| ABOUT THIS TASK |
Across all the entries, how many lines hold "ColoredLevelConfig"? Answer with that number and nothing else.

Stored data entries:
___
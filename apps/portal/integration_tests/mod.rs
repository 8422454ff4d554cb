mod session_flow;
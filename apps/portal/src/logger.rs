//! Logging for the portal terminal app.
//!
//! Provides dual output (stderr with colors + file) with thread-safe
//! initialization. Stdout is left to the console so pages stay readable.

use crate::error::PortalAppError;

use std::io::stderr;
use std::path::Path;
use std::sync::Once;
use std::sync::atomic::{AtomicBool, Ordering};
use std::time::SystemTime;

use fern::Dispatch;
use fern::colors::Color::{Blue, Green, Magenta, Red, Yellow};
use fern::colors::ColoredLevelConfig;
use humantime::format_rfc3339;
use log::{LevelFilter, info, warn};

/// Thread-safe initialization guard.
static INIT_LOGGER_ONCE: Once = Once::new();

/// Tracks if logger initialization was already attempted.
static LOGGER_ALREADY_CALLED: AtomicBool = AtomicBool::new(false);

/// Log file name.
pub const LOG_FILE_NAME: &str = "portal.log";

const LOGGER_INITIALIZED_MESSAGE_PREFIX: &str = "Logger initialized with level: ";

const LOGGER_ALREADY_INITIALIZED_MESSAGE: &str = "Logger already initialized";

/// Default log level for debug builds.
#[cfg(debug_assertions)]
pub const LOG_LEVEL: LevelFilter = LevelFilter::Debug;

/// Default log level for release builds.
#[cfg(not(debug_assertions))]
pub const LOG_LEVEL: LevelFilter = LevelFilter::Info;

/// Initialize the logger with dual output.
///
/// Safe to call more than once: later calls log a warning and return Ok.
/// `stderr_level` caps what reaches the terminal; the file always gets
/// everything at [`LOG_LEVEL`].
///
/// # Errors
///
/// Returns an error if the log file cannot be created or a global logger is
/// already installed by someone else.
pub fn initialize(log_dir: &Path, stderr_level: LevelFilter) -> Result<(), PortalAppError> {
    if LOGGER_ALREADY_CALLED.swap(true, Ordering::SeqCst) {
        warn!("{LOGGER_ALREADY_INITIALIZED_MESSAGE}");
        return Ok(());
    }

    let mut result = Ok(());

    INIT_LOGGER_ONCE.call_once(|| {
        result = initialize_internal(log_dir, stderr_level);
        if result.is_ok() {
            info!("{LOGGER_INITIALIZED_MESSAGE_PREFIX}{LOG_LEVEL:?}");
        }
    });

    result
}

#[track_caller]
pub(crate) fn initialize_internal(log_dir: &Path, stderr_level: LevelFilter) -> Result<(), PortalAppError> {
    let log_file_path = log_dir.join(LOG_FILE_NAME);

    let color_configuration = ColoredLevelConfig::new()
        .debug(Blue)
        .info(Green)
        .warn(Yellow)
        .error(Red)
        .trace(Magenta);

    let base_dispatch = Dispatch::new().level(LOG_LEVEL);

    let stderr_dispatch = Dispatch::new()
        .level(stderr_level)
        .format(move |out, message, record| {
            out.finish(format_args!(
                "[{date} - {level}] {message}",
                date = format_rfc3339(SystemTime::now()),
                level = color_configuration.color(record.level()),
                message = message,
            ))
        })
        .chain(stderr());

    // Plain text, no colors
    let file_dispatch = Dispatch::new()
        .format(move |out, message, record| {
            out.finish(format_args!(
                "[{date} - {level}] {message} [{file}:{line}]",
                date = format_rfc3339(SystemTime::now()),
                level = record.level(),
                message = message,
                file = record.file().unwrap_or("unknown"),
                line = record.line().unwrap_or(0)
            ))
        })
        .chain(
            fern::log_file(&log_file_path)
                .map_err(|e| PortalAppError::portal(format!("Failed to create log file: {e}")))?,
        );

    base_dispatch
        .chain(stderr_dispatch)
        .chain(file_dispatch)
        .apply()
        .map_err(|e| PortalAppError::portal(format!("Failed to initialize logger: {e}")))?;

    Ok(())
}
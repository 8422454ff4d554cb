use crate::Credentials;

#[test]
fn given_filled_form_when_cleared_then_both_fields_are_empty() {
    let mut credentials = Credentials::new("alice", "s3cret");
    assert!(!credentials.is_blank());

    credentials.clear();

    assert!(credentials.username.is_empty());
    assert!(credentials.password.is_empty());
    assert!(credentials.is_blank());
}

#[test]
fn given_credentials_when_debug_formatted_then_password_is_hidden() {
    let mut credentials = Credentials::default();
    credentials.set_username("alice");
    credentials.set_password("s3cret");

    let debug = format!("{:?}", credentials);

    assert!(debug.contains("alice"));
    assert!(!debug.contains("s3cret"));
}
___
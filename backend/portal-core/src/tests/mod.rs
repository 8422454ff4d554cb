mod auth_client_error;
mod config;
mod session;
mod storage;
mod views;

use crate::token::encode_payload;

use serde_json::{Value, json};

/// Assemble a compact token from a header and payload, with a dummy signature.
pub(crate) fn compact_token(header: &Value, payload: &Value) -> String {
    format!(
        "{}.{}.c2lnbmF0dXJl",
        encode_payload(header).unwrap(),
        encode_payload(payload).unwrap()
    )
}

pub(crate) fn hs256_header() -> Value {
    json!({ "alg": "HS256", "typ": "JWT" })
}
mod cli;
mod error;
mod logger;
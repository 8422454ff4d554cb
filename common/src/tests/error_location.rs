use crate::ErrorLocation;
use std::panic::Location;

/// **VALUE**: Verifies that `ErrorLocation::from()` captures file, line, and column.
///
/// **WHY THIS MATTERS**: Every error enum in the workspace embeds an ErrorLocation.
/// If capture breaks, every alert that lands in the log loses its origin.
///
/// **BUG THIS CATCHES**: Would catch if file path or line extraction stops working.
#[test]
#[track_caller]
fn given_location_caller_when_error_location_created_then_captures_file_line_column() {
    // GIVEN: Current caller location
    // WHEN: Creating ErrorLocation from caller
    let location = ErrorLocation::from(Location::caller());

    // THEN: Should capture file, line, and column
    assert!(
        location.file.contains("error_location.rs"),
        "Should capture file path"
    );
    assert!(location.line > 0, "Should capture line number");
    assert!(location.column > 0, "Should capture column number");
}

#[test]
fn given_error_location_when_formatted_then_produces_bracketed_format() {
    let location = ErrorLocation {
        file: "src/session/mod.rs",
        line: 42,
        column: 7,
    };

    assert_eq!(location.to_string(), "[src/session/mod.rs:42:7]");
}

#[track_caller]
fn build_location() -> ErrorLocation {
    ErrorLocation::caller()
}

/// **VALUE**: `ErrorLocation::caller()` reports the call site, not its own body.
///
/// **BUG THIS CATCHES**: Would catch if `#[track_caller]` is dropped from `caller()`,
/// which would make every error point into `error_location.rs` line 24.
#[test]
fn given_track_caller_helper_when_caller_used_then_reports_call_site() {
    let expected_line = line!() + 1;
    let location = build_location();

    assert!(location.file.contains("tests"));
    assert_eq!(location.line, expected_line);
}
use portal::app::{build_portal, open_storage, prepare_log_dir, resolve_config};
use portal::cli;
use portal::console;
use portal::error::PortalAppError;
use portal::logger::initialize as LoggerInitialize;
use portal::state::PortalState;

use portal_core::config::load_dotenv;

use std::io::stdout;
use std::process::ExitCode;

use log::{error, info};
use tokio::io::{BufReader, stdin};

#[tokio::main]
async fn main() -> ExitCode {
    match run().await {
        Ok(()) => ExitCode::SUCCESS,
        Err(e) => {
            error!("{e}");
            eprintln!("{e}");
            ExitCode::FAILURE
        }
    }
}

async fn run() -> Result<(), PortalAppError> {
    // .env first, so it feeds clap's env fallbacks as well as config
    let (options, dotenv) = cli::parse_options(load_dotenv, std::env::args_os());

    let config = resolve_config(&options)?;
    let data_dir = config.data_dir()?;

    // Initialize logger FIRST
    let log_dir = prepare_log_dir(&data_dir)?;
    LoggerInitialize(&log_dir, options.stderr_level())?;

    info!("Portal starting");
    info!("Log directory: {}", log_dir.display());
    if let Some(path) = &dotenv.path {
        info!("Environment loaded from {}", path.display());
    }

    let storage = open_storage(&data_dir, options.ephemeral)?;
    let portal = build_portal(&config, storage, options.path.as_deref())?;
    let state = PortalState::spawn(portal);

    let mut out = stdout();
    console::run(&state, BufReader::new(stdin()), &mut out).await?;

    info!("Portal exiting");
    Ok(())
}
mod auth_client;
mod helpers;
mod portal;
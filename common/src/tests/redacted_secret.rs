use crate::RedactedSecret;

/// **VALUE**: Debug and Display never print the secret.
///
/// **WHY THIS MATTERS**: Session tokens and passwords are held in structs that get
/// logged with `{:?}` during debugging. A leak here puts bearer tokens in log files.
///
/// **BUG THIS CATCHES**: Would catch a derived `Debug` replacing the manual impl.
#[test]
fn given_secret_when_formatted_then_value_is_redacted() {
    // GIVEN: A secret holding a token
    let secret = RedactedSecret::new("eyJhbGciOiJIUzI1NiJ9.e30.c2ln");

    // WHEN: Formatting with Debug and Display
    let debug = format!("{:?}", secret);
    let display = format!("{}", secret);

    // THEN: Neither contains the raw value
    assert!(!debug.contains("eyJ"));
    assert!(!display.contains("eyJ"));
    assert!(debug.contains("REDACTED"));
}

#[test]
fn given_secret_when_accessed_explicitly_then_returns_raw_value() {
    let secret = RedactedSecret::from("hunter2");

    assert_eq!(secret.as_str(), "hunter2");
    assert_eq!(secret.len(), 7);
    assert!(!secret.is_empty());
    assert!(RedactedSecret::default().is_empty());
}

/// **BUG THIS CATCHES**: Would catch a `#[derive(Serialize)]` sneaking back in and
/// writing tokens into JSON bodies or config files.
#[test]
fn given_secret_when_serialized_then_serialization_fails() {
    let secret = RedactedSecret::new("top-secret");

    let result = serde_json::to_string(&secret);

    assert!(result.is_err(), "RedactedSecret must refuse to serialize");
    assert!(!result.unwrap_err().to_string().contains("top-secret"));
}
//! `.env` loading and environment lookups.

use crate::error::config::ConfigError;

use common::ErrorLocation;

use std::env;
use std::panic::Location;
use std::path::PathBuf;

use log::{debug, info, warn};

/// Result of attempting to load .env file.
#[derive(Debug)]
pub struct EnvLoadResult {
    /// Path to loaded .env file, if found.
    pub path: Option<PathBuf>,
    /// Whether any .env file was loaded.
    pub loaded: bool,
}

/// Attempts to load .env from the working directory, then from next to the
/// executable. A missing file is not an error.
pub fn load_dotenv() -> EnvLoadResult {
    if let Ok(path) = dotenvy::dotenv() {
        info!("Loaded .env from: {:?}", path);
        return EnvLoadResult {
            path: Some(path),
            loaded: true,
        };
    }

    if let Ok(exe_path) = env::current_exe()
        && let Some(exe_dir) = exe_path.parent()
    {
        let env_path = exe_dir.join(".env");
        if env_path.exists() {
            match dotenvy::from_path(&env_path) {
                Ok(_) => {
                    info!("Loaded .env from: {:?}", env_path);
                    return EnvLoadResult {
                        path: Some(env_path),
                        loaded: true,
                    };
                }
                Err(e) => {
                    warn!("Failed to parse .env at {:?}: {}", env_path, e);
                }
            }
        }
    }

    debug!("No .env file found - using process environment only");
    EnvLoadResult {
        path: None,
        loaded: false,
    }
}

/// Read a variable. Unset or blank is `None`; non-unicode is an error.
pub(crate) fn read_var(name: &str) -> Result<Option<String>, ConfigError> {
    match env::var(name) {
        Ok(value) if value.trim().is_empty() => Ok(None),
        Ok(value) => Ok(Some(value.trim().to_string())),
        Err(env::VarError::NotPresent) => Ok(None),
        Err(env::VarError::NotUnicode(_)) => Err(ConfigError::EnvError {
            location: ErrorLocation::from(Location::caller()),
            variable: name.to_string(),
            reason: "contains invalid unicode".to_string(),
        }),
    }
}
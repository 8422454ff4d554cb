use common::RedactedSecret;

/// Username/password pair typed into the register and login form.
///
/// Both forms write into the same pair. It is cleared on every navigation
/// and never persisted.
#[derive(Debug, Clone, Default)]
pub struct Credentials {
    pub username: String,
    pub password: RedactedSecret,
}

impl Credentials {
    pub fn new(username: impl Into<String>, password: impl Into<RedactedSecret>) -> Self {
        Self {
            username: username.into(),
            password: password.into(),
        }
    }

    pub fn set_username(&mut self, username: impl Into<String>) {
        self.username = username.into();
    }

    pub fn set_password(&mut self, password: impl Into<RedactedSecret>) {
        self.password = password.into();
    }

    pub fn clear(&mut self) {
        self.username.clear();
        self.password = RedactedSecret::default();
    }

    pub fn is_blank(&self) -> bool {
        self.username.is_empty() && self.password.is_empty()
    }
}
___
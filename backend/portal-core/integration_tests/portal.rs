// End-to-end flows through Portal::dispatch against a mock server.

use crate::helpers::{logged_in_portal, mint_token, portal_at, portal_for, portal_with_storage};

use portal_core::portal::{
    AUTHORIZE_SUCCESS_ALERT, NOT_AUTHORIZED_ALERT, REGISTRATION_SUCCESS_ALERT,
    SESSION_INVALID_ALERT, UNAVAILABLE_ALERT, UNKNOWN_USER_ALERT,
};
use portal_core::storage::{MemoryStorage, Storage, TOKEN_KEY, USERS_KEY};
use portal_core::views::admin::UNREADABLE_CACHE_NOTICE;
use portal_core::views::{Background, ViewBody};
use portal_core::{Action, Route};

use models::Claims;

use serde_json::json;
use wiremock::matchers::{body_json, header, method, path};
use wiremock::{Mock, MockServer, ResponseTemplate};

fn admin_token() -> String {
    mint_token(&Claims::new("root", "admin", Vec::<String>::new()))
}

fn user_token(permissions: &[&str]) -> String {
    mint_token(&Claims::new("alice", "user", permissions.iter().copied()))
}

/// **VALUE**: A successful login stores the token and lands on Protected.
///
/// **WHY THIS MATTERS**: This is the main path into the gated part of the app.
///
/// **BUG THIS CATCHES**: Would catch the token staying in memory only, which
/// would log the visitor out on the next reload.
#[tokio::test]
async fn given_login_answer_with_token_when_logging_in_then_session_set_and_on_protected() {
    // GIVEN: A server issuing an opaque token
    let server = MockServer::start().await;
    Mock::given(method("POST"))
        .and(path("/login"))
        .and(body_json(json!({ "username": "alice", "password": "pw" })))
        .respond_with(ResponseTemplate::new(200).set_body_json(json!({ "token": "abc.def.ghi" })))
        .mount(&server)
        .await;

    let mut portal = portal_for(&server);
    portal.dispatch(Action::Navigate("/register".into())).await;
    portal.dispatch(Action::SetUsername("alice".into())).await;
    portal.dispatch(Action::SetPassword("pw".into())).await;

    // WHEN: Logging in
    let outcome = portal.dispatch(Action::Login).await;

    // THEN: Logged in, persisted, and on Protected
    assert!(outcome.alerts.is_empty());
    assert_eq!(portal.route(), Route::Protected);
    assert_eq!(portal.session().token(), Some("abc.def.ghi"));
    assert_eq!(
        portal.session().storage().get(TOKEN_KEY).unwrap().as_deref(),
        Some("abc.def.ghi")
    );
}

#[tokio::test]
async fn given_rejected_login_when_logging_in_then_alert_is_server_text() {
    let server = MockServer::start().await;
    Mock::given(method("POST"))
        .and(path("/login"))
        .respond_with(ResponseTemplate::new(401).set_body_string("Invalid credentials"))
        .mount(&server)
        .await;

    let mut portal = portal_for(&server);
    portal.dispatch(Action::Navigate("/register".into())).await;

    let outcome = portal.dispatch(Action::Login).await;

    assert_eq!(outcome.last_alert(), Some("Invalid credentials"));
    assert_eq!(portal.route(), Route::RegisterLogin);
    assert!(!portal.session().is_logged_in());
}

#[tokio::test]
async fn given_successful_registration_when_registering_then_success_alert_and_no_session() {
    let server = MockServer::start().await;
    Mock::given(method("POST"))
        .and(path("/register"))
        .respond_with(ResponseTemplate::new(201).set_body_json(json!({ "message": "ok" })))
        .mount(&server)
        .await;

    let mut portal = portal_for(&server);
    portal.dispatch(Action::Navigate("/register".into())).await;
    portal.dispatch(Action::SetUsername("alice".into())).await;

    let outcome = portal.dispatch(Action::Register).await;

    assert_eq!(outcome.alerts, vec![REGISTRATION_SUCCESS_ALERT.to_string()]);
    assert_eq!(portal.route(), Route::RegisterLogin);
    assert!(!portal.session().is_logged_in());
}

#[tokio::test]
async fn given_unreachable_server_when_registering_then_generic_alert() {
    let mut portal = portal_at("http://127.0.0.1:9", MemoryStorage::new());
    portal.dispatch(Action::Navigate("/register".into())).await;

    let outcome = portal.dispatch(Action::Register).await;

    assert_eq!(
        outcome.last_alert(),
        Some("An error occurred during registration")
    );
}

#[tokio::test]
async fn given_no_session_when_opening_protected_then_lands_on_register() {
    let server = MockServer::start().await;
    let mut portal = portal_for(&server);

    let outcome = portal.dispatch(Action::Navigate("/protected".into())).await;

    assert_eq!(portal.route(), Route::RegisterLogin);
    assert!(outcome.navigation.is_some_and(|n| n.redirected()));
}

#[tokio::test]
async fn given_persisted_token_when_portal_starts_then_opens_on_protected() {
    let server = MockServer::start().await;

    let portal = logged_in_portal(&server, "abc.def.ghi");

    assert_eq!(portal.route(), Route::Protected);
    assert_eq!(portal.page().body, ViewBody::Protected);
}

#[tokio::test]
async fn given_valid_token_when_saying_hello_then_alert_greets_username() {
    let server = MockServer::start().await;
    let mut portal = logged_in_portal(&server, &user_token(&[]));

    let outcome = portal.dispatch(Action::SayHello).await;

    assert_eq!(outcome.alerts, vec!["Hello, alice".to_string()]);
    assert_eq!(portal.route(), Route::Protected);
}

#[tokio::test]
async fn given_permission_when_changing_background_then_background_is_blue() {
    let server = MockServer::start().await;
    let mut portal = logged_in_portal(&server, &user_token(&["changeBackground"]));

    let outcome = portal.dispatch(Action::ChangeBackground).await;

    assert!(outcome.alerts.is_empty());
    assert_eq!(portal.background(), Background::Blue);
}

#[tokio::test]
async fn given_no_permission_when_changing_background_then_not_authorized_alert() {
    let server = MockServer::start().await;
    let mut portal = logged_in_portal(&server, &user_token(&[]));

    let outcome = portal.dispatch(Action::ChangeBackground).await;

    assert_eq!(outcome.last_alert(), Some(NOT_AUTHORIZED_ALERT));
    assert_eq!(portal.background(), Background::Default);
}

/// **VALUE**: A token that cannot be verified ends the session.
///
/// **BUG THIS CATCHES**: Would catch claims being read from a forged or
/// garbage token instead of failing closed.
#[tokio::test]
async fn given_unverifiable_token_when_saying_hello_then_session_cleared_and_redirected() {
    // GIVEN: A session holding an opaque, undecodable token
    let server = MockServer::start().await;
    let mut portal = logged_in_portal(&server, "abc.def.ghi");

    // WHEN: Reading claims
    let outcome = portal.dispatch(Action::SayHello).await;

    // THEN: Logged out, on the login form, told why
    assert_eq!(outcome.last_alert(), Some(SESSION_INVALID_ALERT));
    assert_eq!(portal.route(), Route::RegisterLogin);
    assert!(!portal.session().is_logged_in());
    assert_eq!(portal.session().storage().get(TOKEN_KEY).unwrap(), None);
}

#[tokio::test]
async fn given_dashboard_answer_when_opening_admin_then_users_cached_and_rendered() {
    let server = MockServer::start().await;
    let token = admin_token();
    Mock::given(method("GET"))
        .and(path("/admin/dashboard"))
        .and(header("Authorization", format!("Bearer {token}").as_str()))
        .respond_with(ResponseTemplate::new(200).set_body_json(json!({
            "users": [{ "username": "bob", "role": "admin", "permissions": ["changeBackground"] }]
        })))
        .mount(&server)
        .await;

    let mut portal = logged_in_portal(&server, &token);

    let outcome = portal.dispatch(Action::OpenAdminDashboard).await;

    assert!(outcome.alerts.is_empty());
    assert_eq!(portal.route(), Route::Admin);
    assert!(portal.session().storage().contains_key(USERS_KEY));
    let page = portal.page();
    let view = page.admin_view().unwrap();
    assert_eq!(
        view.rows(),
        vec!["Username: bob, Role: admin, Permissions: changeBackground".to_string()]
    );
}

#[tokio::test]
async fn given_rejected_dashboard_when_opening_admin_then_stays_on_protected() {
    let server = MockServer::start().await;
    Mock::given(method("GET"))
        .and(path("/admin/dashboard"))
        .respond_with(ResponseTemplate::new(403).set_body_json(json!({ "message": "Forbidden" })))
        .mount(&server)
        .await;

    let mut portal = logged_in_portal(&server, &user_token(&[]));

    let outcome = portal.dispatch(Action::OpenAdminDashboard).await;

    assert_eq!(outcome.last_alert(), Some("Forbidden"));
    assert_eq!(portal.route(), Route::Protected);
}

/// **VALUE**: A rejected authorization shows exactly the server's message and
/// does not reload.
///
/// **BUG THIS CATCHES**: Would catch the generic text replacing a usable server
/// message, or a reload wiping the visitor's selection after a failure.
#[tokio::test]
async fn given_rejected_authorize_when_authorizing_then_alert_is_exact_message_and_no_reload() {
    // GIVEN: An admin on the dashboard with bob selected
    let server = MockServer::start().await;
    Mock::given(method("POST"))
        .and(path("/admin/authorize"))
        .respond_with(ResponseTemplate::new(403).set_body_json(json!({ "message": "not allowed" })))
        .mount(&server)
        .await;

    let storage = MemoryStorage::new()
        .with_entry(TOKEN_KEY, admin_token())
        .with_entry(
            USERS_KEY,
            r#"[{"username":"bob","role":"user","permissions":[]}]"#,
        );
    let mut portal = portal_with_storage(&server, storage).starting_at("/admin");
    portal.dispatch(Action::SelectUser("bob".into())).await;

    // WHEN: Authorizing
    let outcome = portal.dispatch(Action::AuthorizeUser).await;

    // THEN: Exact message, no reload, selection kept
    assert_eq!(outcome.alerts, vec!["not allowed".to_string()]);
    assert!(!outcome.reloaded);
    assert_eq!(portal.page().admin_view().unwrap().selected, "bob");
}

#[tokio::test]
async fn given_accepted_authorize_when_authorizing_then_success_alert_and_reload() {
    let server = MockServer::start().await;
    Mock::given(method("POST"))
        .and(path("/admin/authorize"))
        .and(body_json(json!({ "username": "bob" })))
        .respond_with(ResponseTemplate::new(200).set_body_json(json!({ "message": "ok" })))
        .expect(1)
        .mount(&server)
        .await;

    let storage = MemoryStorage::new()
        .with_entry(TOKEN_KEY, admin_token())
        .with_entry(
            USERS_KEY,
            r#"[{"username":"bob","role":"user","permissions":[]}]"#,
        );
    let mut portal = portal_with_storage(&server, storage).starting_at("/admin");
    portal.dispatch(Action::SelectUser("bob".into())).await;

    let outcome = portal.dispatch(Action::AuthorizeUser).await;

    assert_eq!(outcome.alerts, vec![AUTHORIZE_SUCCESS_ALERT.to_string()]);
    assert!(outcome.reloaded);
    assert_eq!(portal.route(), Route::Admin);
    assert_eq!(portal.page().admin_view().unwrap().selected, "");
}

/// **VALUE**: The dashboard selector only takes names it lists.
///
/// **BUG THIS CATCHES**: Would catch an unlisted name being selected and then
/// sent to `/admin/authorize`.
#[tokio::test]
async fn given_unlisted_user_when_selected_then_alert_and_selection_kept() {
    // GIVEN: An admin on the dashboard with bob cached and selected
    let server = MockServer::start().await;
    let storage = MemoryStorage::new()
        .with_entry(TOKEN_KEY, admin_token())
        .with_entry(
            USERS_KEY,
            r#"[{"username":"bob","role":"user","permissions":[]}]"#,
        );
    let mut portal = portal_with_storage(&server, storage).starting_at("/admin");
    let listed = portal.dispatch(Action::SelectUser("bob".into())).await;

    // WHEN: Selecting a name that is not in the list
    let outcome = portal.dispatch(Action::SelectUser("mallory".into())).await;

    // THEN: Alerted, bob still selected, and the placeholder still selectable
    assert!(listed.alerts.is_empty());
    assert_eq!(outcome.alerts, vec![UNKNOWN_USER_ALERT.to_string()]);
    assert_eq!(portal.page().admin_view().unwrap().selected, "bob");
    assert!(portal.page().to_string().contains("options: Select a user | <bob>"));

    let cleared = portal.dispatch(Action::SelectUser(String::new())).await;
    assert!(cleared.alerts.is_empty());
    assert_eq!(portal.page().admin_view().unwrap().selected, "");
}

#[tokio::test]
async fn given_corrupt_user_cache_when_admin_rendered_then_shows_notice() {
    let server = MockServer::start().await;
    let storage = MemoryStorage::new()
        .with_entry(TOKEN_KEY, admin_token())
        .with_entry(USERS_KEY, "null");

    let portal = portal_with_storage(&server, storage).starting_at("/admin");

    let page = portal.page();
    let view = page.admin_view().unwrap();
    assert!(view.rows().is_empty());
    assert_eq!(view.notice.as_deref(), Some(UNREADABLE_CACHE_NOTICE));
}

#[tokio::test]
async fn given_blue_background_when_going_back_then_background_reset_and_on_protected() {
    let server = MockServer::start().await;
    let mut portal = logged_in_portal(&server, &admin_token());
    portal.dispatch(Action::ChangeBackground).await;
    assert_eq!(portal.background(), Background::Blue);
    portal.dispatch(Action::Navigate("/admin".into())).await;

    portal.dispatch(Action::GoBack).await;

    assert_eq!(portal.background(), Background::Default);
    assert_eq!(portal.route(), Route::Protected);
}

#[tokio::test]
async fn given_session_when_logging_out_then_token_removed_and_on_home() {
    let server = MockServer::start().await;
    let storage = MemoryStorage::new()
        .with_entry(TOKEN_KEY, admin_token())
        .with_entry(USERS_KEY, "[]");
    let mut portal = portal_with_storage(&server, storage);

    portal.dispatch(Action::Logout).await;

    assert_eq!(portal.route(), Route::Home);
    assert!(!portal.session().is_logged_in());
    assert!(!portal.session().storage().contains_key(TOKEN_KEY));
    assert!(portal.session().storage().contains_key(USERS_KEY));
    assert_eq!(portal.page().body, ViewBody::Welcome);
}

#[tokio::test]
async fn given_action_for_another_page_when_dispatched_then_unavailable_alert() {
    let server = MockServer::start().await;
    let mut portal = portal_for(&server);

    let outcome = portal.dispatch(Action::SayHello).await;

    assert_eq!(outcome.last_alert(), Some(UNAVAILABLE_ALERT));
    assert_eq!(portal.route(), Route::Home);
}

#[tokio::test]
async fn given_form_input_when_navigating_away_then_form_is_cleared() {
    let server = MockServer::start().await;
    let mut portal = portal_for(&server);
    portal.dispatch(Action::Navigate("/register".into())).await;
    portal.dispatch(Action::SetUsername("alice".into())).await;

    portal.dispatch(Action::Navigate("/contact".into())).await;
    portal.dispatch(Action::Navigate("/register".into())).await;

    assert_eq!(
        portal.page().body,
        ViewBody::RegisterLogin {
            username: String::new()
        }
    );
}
___
| SOLUTION TO THE PROBLEM |
2